Tuberous Sclerosis complex (TSC) is a rare, autosomal dominant, multisystemic disease characterized by the development of tumors in various organs, most commonly affecting the skin, brain, kidneys, lungs, eyes and heart, and it is frequently associated with neuropsychiatric disorders (Winden et al. 2026). The disease results from pathogenic variants in the TSC1 or TSC2 genes, which act as regulators of the mTOR pathway. Loss of function of the TSC complex induces constitutive activation of mTORC1, leading to metabolic reprogramming involving mitochondria. Although the disease is multisystemic and phenotypic variability can be considerable, severe epilepsy occurs in 70–90% of affected individuals and is responsible for major morbidity and neuropsychiatric complications. Moreover, despite advances in epilepsy treatment, about 40% of TSC patients present with refractory epilepsy, with limited therapeutic options to handle this kind of crisis (Vitale et al. 2023). Mitochondrial dysfunctions have been reported in neuronal mouse and human in vitro models of TSC (Ebrahimi-Fakhari et al. 2016; Kalf et al. 2026; Niu et al. 2024) and primary mitochondrial diseases are frequently associated with refractory epilepsy (Zsurka et Kunz 2015).
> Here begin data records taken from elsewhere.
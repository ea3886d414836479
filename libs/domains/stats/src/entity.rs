use sea_orm::ActiveValue::{NotSet, Set};
use sea_orm::entity::prelude::*;

/// Sea-ORM Entity for the hits table
#[derive(Clone, Debug, PartialEq, Eq, DeriveEntityModel)]
#[sea_orm(table_name = "hits")]
pub struct Model {
    #[sea_orm(primary_key)]
    pub id: i64,
    pub app: String,
    pub uri: String,
    pub ip: String,
    pub timestamp: DateTimeUtc,
}

#[derive(Copy, Clone, Debug, EnumIter, DeriveRelation)]
pub enum Relation {}

impl ActiveModelBehavior for ActiveModel {}

impl From<Model> for crate::models::EndpointHit {
    fn from(model: Model) -> Self {
        Self {
            id: Some(model.id),
            app: model.app,
            uri: model.uri,
            ip: model.ip,
            timestamp: model.timestamp,
        }
    }
}

impl From<crate::models::EndpointHit> for ActiveModel {
    fn from(hit: crate::models::EndpointHit) -> Self {
        Self {
            id: NotSet,
            app: Set(hit.app),
            uri: Set(hit.uri),
            ip: Set(hit.ip),
            timestamp: Set(hit.timestamp),
        }
    }
}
We aim at understanding mitochondria role in the pathophysiology of TSC and to investigate their potential as targets for drug-resistant epilepsy treatment (Zhang et al. 2025). We constituted a cohort that includes over 60 individuals, stratified by type of epilepsy, age and sex, including 20% of unaffected controls. Upon collection, skin biopsies are directly transferred to the dedicated cell culture laboratory for the generation of fibroblast cell lines. To characterize mitochondrial defects in TSC affected individuals with either drug-responding or refractory epilepsy, we are performing transcriptomic analysis and mitochondrial functional studies on skin-derived fibroblasts. By integrating these data, we aim at investigating mRNA-specific signature of refractory vs drug responding epilepsy and identifying new mitochondria-specific targeted therapies to improve epilepsy management.

Summary of the M2 project

mTORC1 regulates cell growth by promoting anabolic processes including mRNA translation, ribosome biogenesis, protein and lipid synthesis and inhibits autophagy. Moreover, it regulates mitochondrial mass and functions by coordinating multiple levels of gene expression. Loss of function of TSC complex lead to constitutive activation of mTORC1, inducing metabolic reprogramming involving mitochondria and often correlating with hypertrophic phenotypes. In this context, the objective of this M2 project will be to i) investigate alteration in cellular size and cellular morphology and ii) characterize mitochondrial network in human-skin derived fibroblasts from different groups (controls, TSC with drug-sensitive epilepsy and TSC with refractory epilepsy). During the internship the student will cultivate fibroblasts and perform immunochemical analysis (CellMask, phalloidin, TOMM20). Samples will be analyzed using epifluorescence and confocal microscopy to allow characterization and quantification of cellular phenotypes. The detailed analysis of these parameters might have profound consequences on the understanding of mitochondrial implication in the TSC disease.  

Methods and techniques:

• Cell culture (L2 biosafety level)
• Immunochemistry
• Epifluorescence and confocal microscopy
• Quantitative image analysis and post-acquisition image processing

Étudiant(e) en biologie cellulaire, biologie moléculaire, génétique ou neurosciences, motivé(e), rigoureux(se) et responsable. Le/la candidat(e) participera à un projet de recherche sur la sclérose tubéreuse de Bourneville, mené conjointement entre le service de Génétique et l’équipe MitoLab. Une expérience en culture cellulaire et en techniques de biologie moléculaire est souhaitée. Un intérêt pour la recherche translationnelle et le travail en équipe sera particulièrement apprécié.